High Resource Use Ups Congenital Heart Surgery Risk

Higher mortality for high-resource-using adults going for congenital heart surgery in peds hospital

WEDNESDAY, Oct. 19 (HealthDay News) -- Adults with high resource use (HRU) undergoing congenital heart surgery in pediatric hospitals have higher mortality, according to a study published online Oct. 18 in Circulation: Cardiovascular Quality and Outcomes.
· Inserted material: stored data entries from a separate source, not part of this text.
//! Handlers for delivery history and manual retry.

use axum::{
    extract::{Path, Query, State},
    Json,
};
use uuid::Uuid;

use crate::error::ApiResult;
use crate::handlers::TenantId;
use crate::models::{DeliveryDetailResponse, DeliveryListResponse, ListDeliveriesQuery};
use crate::router::WebhooksState;

/// List delivery history for an endpoint, newest first.
#[utoipa::path(
    get,
    path = "/webhooks/endpoints/{id}/deliveries",
    tag = "Webhooks",
    params(
        ("X-Tenant-ID" = Uuid, Header, description = "Tenant ID"),
        ("id" = Uuid, Path, description = "Endpoint ID"),
        ListDeliveriesQuery
    ),
    responses(
        (status = 200, description = "Paginated delivery list", body = DeliveryListResponse),
        (status = 400, description = "Unknown status filter"),
        (status = 401, description = "Unauthorized"),
        (status = 404, description = "Endpoint not found"),
    )
)]
pub async fn list_deliveries_handler(
    State(state): State<WebhooksState>,
    TenantId(tenant_id): TenantId,
    Path(endpoint_id): Path<Uuid>,
    Query(query): Query<ListDeliveriesQuery>,
) -> ApiResult<Json<DeliveryListResponse>> {
    let response = state
        .history_service
        .list_deliveries(tenant_id, endpoint_id, query)
        .await?;

    Ok(Json(response))
}

/// Get a delivery with its payload and last response.
#[utoipa::path(
    get,
    path = "/webhooks/endpoints/{id}/deliveries/{delivery_id}",
    tag = "Webhooks",
    params(
        ("X-Tenant-ID" = Uuid, Header, description = "Tenant ID"),
        ("id" = Uuid, Path, description = "Endpoint ID"),
        ("delivery_id" = Uuid, Path, description = "Delivery ID")
    ),
    responses(
        (status = 200, description = "Delivery details", body = DeliveryDetailResponse),
        (status = 401, description = "Unauthorized"),
        (status = 404, description = "Endpoint or delivery not found"),
    )
)]
pub async fn get_delivery_handler(
    State(state): State<WebhooksState>,
    TenantId(tenant_id): TenantId,
    Path((endpoint_id, delivery_id)): Path<(Uuid, Uuid)>,
) -> ApiResult<Json<DeliveryDetailResponse>> {
    let response = state
        .history_service
        .get_delivery(tenant_id, endpoint_id, delivery_id)
        .await?;

    Ok(Json(response))
}

/// Attempt a pending, retrying or failed delivery again now.
#[utoipa::path(
    post,
    path = "/webhooks/endpoints/{id}/deliveries/{delivery_id}/retry",
    tag = "Webhooks",
    params(
        ("X-Tenant-ID" = Uuid, Header, description = "Tenant ID"),
        ("id" = Uuid, Path, description = "Endpoint ID"),
        ("delivery_id" = Uuid, Path, description = "Delivery ID")
    ),
    responses(
        (status = 200, description = "Delivery attempted", body = DeliveryDetailResponse),
        (status = 401, description = "Unauthorized"),
        (status = 404, description = "Endpoint or delivery not found"),
        (status = 409, description = "Delivery already succeeded or endpoint disabled"),
    )
)]
pub async fn retry_delivery_handler(
    State(state): State<WebhooksState>,
    TenantId(tenant_id): TenantId,
    Path((endpoint_id, delivery_id)): Path<(Uuid, Uuid)>,
) -> ApiResult<Json<DeliveryDetailResponse>> {
    let response = state
        .history_service
        .retry_delivery(tenant_id, endpoint_id, delivery_id)
        .await?;

    Ok(Json(response))
}
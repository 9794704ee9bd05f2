//! Embedded schema migrations for the webhook tables.

use sqlx::PgPool;

use crate::error::WebhookError;

/// Run all pending migrations from `migrations/`.
///
/// # Errors
///
/// Returns `WebhookError::Migration` if any migration fails to apply.
pub async fn run_migrations(pool: &PgPool) -> Result<(), WebhookError> {
    tracing::info!("Running webhook database migrations...");

    sqlx::migrate!("./migrations").run(pool).await?;

    tracing::info!("Webhook migrations completed successfully");
    Ok(())
}
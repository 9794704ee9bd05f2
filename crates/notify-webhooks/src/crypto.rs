//! Cryptographic operations for endpoint secrets and payload signing.
//!
//! - AES-256-GCM encryption/decryption for endpoint secrets at rest
//! - HMAC-SHA256 signing of outbound delivery bodies
//!
//! # Receiver contract
//!
//! Every delivery is a `POST` carrying:
//!
//! | Header | Value |
//! |---|---|
//! | `X-Webhook-Signature` | lowercase hex HMAC-SHA256 (64 chars) |
//! | `X-Webhook-Timestamp` | Unix seconds used when signing |
//! | `X-Event-ID` | idempotency key shared by every delivery of one event |
//! | `X-Event-Type` | event name, e.g. `plan.changed` |
//!
//! The signed message is the ASCII timestamp, a single `.`, then the raw
//! request body bytes exactly as received:
//!
//! ```text
//! signature = hex(HMAC_SHA256(key = secret, msg = "{timestamp}.{body}"))
//! ```
//!
//! Receivers must recompute the signature over the unparsed body, compare it
//! in constant time, and reject timestamps further than their skew window
//! from their own clock ([`DEFAULT_TOLERANCE_SECS`] is a sensible default).
//! A rotated secret invalidates the previous one immediately.

use aes_gcm::{
    aead::{Aead, KeyInit},
    Aes256Gcm, Nonce,
};
use base64::{engine::general_purpose::STANDARD as BASE64, Engine};
use hmac::{Hmac, Mac};
use rand::rngs::OsRng;
use rand::RngCore;
use sha2::Sha256;

use crate::error::WebhookError;

/// Header carrying the hex signature.
pub const SIGNATURE_HEADER: &str = "X-Webhook-Signature";
/// Header carrying the Unix timestamp that was signed.
pub const TIMESTAMP_HEADER: &str = "X-Webhook-Timestamp";
/// Header carrying the event idempotency key.
pub const EVENT_ID_HEADER: &str = "X-Event-ID";
/// Header carrying the event type.
pub const EVENT_TYPE_HEADER: &str = "X-Event-Type";

/// Default acceptable clock skew for receivers, in seconds.
pub const DEFAULT_TOLERANCE_SECS: i64 = 300;

/// Prefix for generated endpoint secrets.
pub const SECRET_PREFIX: &str = "whsec_";

/// Nonce size for AES-GCM (96 bits / 12 bytes).
const NONCE_SIZE: usize = 12;

/// Random bytes in a generated secret.
const SECRET_BYTES: usize = 32;

type HmacSha256 = Hmac<Sha256>;

// ---------------------------------------------------------------------------
// Secret generation
// ---------------------------------------------------------------------------

/// Generate a fresh endpoint signing secret (`whsec_` + 64 hex chars).
#[must_use]
pub fn generate_secret() -> String {
    let mut bytes = [0u8; SECRET_BYTES];
    OsRng.fill_bytes(&mut bytes);
    format!("{SECRET_PREFIX}{}", hex::encode(bytes))
}

// ---------------------------------------------------------------------------
// AES-256-GCM encryption/decryption (for secrets at rest)
// ---------------------------------------------------------------------------

/// Encrypt a plaintext secret to a base64-encoded string for storage.
///
/// Format: base64(nonce || ciphertext || auth_tag)
pub fn encrypt_secret(plaintext: &str, key: &[u8]) -> Result<String, WebhookError> {
    let cipher = cipher_for(key)?;

    let mut nonce_bytes = [0u8; NONCE_SIZE];
    OsRng.fill_bytes(&mut nonce_bytes);
    let nonce = Nonce::from_slice(&nonce_bytes);

    let ciphertext = cipher
        .encrypt(nonce, plaintext.as_bytes())
        .map_err(|e| WebhookError::EncryptionFailed(e.to_string()))?;

    let mut result = Vec::with_capacity(NONCE_SIZE + ciphertext.len());
    result.extend_from_slice(&nonce_bytes);
    result.extend_from_slice(&ciphertext);

    Ok(BASE64.encode(&result))
}

/// Decrypt a base64-encoded secret from storage back to plaintext.
pub fn decrypt_secret(encoded: &str, key: &[u8]) -> Result<String, WebhookError> {
    let cipher = cipher_for(key)?;

    let encrypted = BASE64
        .decode(encoded)
        .map_err(|e| WebhookError::EncryptionFailed(format!("Base64 decode failed: {e}")))?;

    if encrypted.len() < NONCE_SIZE + 1 {
        return Err(WebhookError::EncryptionFailed(
            "Invalid encrypted data format".to_string(),
        ));
    }

    let nonce = Nonce::from_slice(&encrypted[..NONCE_SIZE]);
    let plaintext = cipher
        .decrypt(nonce, &encrypted[NONCE_SIZE..])
        .map_err(|e| WebhookError::EncryptionFailed(e.to_string()))?;

    String::from_utf8(plaintext).map_err(|e| WebhookError::EncryptionFailed(e.to_string()))
}

fn cipher_for(key: &[u8]) -> Result<Aes256Gcm, WebhookError> {
    if key.len() != 32 {
        return Err(WebhookError::EncryptionFailed(format!(
            "Invalid key length: expected 32 bytes, got {}",
            key.len()
        )));
    }
    Aes256Gcm::new_from_slice(key).map_err(|e| WebhookError::EncryptionFailed(e.to_string()))
}

// ---------------------------------------------------------------------------
// HMAC-SHA256 payload signing
// ---------------------------------------------------------------------------

/// Sign a delivery body: hex HMAC-SHA256 over `{timestamp}.{body}`.
#[must_use]
pub fn sign(secret: &str, timestamp: i64, body: &[u8]) -> String {
    hex::encode(mac_for(secret, timestamp, body).finalize().into_bytes())
}

/// Verify a signature produced by [`sign`] using constant-time comparison.
#[must_use]
pub fn verify(secret: &str, timestamp: i64, body: &[u8], signature_hex: &str) -> bool {
    let Ok(expected) = hex::decode(signature_hex) else {
        return false;
    };
    mac_for(secret, timestamp, body)
        .verify_slice(&expected)
        .is_ok()
}

/// Verify a signature and reject timestamps outside `tolerance_secs` of `now`.
///
/// This is the check receivers are expected to perform.
#[must_use]
pub fn verify_with_tolerance(
    secret: &str,
    timestamp: i64,
    body: &[u8],
    signature_hex: &str,
    now: i64,
    tolerance_secs: i64,
) -> bool {
    if (now - timestamp).abs() > tolerance_secs {
        return false;
    }
    verify(secret, timestamp, body, signature_hex)
}

fn mac_for(secret: &str, timestamp: i64, body: &[u8]) -> HmacSha256 {
    let mut mac = <HmacSha256 as Mac>::new_from_slice(secret.as_bytes())
        .expect("HMAC can take key of any size");
    mac.update(timestamp.to_string().as_bytes());
    mac.update(b".");
    mac.update(body);
    mac
}

/// Constant-time byte comparison.
#[must_use]
pub fn constant_time_eq(a: &[u8], b: &[u8]) -> bool {
    use subtle::ConstantTimeEq;
    a.ct_eq(b).into()
}

// ---------------------------------------------------------------------------
// Tests
// ---------------------------------------------------------------------------
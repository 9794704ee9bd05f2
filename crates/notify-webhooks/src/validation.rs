//! Registration-time validation for endpoint URLs and event subscriptions.
//!
//! Validates endpoint URLs against:
//! - Protocol requirements (HTTPS unless plain HTTP is allowed)
//! - SSRF protections (private/internal IP ranges, cloud metadata endpoints)
//!
//! and subscribed event lists against the supported catalog.

use std::net::IpAddr;

use crate::error::WebhookError;
use crate::models::{WebhookEventType, WILDCARD_EVENT};

/// Which destinations registration accepts.
#[derive(Debug, Clone, Copy, Default)]
pub struct UrlPolicy {
    /// Accept `http://` URLs (development/testing).
    pub allow_http: bool,
    /// Accept loopback, private and internal hostnames (development/testing).
    pub allow_internal_hosts: bool,
}

// ---------------------------------------------------------------------------
// URL validation
// ---------------------------------------------------------------------------

/// Validate an endpoint delivery URL.
///
/// Checks:
/// 1. URL is parseable
/// 2. Scheme is HTTPS (or HTTP if allowed)
/// 3. Host is present and not a private/internal address (unless allowed)
pub fn validate_webhook_url(url: &str, policy: UrlPolicy) -> Result<(), WebhookError> {
    let parsed = url::Url::parse(url)
        .map_err(|e| WebhookError::InvalidUrl(format!("Invalid URL format: {e}")))?;

    match parsed.scheme() {
        "https" => {}
        "http" if policy.allow_http => {}
        "http" => {
            return Err(WebhookError::InvalidUrl(
                "Webhook URLs must use HTTPS".to_string(),
            ));
        }
        scheme => {
            return Err(WebhookError::InvalidUrl(format!(
                "Unsupported URL scheme: {scheme}"
            )));
        }
    }

    let host = parsed
        .host_str()
        .ok_or_else(|| WebhookError::InvalidUrl("URL must have a host".to_string()))?;

    if !policy.allow_internal_hosts {
        validate_host_not_internal(host)?;
    }

    Ok(())
}

// ---------------------------------------------------------------------------
// SSRF protection
// ---------------------------------------------------------------------------

/// Validate that a host is not a private/internal address.
///
/// Blocks:
/// - Loopback addresses (127.0.0.0/8)
/// - Private networks (10.0.0.0/8, 172.16.0.0/12, 192.168.0.0/16)
/// - Link-local (169.254.0.0/16, cloud metadata endpoints)
/// - CGNAT (100.64.0.0/10)
/// - IPv6 loopback and unspecified
/// - Internal hostnames (localhost, *.internal, *.local)
pub fn validate_host_not_internal(host: &str) -> Result<(), WebhookError> {
    // url::Url keeps IPv6 literals bracketed.
    let bare = host.trim_start_matches('[').trim_end_matches(']');
    if let Ok(ip) = bare.parse::<IpAddr>() {
        if is_internal_ip(&ip) {
            return Err(WebhookError::SsrfDetected(format!(
                "Destination host {host} is a private/internal address"
            )));
        }
    }

    let lower = host.to_ascii_lowercase();
    if lower == "localhost" || lower.ends_with(".internal") || lower.ends_with(".local") {
        return Err(WebhookError::SsrfDetected(format!(
            "Destination host {host} is a restricted internal hostname"
        )));
    }

    Ok(())
}

fn is_internal_ip(ip: &IpAddr) -> bool {
    match ip {
        IpAddr::V4(v4) => {
            v4.is_loopback()
                || v4.is_private()
                || v4.is_link_local()
                || v4.is_broadcast()
                || v4.is_unspecified()
                || (v4.octets()[0] == 100 && (v4.octets()[1] & 0xC0) == 64) // 100.64.0.0/10
        }
        IpAddr::V6(v6) => v6.is_loopback() || v6.is_unspecified(),
    }
}

// ---------------------------------------------------------------------------
// Event subscription validation
// ---------------------------------------------------------------------------

/// Validate a subscribed event list: non-empty, each entry `*` or a known event type.
pub fn validate_event_types(event_types: &[String]) -> Result<(), WebhookError> {
    if event_types.is_empty() {
        return Err(WebhookError::Validation(
            "At least one event type is required".to_string(),
        ));
    }

    for et in event_types {
        if et != WILDCARD_EVENT && WebhookEventType::parse(et).is_none() {
            return Err(WebhookError::Validation(format!(
                "Unknown event type: {et}"
            )));
        }
    }
    Ok(())
}

/// Sort and de-duplicate a subscribed event list; `*` subsumes everything else.
#[must_use]
pub fn normalize_event_types(event_types: Vec<String>) -> Vec<String> {
    if event_types.iter().any(|e| e == WILDCARD_EVENT) {
        return vec![WILDCARD_EVENT.to_string()];
    }
    let mut events = event_types;
    events.sort();
    events.dedup();
    events
}

// ---------------------------------------------------------------------------
// Tests
// ---------------------------------------------------------------------------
Yuli Y. Kim, M.D., from the University of Pennsylvania School of Medicine in Philadelphia, and colleagues examined resource use by patients undergoing adult congenital heart (ACH) surgery in pediatric hospitals, analyzed the association between HRU and inpatient mortality, and identified HRU risk factors. Inpatient data from 2000 to 2008 were collected for 97,563 congenital heart surgery admissions, including 3,061 (3.1 percent) ACH surgery admissions, in 42 pediatric hospitals. Risk factors for HRU admissions, defined as those exceeding 90th percentile for total hospital charges, were evaluated by multivariable analyses.

The investigators found that the ACH surgery admissions accounted for 2.2 percent of total hospital charges. HRU admissions comprised 10 percent of all admissions but accounted for 34 percent of charges for all ACH surgery admissions. The mortality rate differed significantly for HRU admissions (16 percent) versus others (0.7 percent). Risk factors for HRU were identified as DiGeorge syndrome (adjusted odds ratio [aOR], 4.2), depression (aOR, 3.1), weekend admission (aOR, 2.6), government insurance (aOR, 2.0), and higher surgical complexity of risk categories 2, 3, and 4+, compared with risk category 1 (aORs, 3.6, 13.7, and 30.7, respectively).

"High resource use ACH surgery admissions are associated with significantly greater mortality rates," the authors write.